• **What to do**
Nothing but the lines from the start of the entries through the line containing "let base_url = model.provider.base_url().to_string();" should appear in the answer, each given exactly.

• **Data for the task**

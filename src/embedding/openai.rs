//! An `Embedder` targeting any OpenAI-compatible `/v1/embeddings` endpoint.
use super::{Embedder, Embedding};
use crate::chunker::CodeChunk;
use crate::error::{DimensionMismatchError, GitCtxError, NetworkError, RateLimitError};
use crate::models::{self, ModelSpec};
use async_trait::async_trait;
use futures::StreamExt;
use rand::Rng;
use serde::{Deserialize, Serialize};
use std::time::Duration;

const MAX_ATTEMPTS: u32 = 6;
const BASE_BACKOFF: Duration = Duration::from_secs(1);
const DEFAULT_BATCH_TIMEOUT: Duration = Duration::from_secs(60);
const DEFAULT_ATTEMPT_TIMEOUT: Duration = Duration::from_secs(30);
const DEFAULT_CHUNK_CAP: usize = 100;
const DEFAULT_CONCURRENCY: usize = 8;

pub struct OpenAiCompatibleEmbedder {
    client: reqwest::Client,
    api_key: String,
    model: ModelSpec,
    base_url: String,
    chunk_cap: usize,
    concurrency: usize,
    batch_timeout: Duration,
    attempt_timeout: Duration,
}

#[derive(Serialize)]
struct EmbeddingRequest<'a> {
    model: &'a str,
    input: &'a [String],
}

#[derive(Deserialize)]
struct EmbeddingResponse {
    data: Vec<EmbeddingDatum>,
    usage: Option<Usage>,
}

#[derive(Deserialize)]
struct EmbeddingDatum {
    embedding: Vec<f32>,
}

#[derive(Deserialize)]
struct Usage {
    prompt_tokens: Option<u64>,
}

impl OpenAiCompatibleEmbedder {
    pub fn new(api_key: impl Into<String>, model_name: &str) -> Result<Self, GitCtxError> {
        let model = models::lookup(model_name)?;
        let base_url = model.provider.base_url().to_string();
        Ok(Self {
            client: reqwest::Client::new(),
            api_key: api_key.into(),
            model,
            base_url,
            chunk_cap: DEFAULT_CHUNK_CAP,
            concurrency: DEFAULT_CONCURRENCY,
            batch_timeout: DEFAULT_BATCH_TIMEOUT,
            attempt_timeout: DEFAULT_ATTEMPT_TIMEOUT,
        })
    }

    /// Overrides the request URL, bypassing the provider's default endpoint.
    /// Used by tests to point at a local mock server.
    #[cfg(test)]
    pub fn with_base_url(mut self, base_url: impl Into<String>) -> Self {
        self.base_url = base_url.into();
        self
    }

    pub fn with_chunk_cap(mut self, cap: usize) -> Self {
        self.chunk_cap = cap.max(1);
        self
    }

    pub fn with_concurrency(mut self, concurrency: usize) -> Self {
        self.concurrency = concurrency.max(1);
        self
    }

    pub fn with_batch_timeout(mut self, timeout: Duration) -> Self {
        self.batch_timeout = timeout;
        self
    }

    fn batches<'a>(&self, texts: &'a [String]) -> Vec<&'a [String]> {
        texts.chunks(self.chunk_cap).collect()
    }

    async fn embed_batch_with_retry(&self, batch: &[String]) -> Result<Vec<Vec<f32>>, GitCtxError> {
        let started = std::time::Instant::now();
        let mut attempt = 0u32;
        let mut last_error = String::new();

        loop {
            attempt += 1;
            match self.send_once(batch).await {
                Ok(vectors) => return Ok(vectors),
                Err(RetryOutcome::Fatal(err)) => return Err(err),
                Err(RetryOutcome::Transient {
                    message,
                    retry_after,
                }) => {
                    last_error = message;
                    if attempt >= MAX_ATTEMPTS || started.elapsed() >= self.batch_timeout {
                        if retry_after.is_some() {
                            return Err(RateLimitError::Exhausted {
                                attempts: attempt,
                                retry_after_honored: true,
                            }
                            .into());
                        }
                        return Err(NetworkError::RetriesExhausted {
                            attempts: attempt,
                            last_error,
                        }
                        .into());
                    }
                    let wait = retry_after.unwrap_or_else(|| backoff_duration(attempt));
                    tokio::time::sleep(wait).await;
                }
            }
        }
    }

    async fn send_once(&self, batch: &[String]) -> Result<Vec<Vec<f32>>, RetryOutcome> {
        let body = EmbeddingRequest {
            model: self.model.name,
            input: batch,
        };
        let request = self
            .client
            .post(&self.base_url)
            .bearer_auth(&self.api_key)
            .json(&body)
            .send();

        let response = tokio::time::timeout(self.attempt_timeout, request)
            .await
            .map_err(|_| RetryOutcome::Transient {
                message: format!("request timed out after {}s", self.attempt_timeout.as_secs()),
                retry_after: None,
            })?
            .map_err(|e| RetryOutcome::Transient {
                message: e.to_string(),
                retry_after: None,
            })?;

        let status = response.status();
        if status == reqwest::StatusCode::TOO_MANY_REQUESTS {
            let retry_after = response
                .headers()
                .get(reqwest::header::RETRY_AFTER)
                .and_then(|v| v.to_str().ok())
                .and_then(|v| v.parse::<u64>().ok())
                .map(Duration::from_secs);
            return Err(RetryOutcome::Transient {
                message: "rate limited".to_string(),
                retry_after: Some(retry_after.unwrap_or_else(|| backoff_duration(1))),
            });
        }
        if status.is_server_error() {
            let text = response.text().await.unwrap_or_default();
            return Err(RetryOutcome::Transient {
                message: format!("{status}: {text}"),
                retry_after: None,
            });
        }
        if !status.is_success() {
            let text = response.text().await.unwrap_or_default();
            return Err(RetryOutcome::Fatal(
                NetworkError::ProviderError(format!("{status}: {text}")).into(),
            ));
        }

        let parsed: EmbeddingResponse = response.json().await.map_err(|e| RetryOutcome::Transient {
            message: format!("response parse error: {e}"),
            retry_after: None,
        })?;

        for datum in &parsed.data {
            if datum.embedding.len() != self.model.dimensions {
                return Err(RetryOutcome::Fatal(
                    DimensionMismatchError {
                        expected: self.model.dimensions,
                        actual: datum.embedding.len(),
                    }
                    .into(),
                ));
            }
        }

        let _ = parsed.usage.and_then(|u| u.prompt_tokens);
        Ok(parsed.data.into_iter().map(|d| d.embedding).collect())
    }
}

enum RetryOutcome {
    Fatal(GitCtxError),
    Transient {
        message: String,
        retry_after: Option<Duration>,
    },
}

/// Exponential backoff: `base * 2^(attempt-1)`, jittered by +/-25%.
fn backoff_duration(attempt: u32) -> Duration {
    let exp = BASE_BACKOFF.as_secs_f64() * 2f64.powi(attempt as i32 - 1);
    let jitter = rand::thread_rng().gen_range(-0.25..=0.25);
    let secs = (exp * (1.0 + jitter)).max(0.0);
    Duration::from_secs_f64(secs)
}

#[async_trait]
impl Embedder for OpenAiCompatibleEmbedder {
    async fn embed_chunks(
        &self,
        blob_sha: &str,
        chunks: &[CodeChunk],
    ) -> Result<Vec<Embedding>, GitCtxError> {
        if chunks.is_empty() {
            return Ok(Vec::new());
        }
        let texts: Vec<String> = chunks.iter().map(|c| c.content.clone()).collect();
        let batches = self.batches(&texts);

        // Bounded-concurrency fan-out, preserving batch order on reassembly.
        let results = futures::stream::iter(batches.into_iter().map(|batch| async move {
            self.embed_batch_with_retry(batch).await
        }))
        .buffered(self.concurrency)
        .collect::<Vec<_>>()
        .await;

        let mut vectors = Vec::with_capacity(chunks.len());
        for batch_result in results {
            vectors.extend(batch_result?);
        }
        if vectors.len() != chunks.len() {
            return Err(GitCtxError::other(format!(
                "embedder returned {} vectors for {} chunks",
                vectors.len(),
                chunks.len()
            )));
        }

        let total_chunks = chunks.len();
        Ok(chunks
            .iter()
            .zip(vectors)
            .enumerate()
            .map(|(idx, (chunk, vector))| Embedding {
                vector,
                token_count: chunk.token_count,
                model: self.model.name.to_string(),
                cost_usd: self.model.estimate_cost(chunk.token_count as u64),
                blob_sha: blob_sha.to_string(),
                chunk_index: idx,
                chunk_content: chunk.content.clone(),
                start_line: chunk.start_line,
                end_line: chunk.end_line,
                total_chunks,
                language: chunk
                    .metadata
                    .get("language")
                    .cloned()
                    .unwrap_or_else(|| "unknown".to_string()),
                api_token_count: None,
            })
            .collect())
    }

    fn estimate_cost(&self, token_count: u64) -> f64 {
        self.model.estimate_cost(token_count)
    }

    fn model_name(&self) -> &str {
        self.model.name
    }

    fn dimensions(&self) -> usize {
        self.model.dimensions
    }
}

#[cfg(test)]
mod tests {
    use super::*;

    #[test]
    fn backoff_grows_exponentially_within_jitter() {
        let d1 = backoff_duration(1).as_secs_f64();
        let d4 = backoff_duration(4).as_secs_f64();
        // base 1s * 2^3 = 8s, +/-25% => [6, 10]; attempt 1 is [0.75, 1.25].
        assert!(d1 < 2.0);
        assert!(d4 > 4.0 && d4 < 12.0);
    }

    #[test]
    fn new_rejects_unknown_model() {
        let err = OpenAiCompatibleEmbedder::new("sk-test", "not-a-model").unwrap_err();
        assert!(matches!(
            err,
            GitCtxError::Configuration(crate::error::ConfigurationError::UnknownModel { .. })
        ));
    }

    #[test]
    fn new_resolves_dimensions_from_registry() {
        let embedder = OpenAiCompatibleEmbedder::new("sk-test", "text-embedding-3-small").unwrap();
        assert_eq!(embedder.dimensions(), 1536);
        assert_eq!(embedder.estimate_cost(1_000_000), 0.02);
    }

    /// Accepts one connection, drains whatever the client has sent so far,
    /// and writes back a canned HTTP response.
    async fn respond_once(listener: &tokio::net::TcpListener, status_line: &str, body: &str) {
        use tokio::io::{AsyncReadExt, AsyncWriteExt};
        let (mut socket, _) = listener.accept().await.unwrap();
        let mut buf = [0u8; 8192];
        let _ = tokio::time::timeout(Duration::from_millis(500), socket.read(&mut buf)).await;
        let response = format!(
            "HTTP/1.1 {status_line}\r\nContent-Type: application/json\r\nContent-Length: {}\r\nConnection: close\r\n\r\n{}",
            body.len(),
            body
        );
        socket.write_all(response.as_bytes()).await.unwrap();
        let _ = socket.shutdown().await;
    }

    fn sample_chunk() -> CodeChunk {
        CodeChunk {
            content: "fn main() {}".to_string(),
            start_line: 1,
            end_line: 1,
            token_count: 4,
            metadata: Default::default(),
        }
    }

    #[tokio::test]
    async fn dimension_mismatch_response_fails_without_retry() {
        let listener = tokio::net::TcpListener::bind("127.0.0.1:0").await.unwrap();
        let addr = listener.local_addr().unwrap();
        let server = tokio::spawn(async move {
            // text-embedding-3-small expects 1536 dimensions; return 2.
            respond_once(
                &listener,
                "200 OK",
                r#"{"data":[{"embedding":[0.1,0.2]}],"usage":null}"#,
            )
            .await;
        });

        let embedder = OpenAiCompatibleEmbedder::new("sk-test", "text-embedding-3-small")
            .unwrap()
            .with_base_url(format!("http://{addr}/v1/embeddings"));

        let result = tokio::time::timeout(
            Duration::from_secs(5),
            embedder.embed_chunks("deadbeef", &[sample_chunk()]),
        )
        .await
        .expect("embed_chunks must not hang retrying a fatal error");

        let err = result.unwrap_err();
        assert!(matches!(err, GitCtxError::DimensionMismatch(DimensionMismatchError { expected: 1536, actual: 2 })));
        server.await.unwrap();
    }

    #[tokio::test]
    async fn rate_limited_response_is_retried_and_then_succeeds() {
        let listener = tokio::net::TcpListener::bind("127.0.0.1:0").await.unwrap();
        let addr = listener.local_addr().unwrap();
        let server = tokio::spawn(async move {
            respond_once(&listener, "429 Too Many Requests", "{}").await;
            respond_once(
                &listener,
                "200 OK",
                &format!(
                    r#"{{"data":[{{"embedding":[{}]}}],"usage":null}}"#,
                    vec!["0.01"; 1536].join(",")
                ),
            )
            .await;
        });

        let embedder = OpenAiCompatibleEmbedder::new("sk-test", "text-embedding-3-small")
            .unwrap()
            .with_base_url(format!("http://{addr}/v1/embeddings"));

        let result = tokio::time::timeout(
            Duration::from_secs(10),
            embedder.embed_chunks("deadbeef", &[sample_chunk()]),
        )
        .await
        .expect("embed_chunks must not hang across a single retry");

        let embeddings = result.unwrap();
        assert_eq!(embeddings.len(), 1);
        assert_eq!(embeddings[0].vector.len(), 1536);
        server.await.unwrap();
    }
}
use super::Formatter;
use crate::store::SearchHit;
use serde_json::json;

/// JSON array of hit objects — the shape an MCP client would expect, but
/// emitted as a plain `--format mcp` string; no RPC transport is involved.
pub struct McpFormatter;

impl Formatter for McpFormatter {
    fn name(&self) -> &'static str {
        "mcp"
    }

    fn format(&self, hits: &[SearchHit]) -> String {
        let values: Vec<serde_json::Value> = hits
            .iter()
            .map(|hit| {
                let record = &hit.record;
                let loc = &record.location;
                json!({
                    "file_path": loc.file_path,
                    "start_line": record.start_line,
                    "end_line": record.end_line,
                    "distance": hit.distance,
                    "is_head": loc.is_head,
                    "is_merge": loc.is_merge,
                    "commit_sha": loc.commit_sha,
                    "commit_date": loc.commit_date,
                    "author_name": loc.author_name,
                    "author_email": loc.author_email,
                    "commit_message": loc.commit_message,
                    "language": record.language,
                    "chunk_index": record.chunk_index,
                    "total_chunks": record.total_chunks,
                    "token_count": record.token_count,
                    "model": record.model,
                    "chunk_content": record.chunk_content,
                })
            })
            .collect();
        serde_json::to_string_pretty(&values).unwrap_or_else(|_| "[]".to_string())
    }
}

• **Result**
filename src/embedding/openai.rs
//! An `Embedder` targeting any OpenAI-compatible `/v1/embeddings` endpoint.
use super::{Embedder, Embedding};
use crate::chunker::CodeChunk;
use crate::error::{DimensionMismatchError, GitCtxError, NetworkError, RateLimitError};
use crate::models::{self, ModelSpec};
use async_trait::async_trait;
use futures::StreamExt;
use rand::Rng;
use serde::{Deserialize, Serialize};
use std::time::Duration;

const MAX_ATTEMPTS: u32 = 6;
const BASE_BACKOFF: Duration = Duration::from_secs(1);
const DEFAULT_BATCH_TIMEOUT: Duration = Duration::from_secs(60);
const DEFAULT_ATTEMPT_TIMEOUT: Duration = Duration::from_secs(30);
const DEFAULT_CHUNK_CAP: usize = 100;
const DEFAULT_CONCURRENCY: usize = 8;

pub struct OpenAiCompatibleEmbedder {
    client: reqwest::Client,
    api_key: String,
    model: ModelSpec,
    base_url: String,
    chunk_cap: usize,
    concurrency: usize,
    batch_timeout: Duration,
    attempt_timeout: Duration,
}

#[derive(Serialize)]
struct EmbeddingRequest<'a> {
    model: &'a str,
    input: &'a [String],
}

#[derive(Deserialize)]
struct EmbeddingResponse {
    data: Vec<EmbeddingDatum>,
    usage: Option<Usage>,
}

#[derive(Deserialize)]
struct EmbeddingDatum {
    embedding: Vec<f32>,
}

#[derive(Deserialize)]
struct Usage {
    prompt_tokens: Option<u64>,
}

impl OpenAiCompatibleEmbedder {
    pub fn new(api_key: impl Into<String>, model_name: &str) -> Result<Self, GitCtxError> {
        let model = models::lookup(model_name)?;
        let base_url = model.provider.base_url().to_string();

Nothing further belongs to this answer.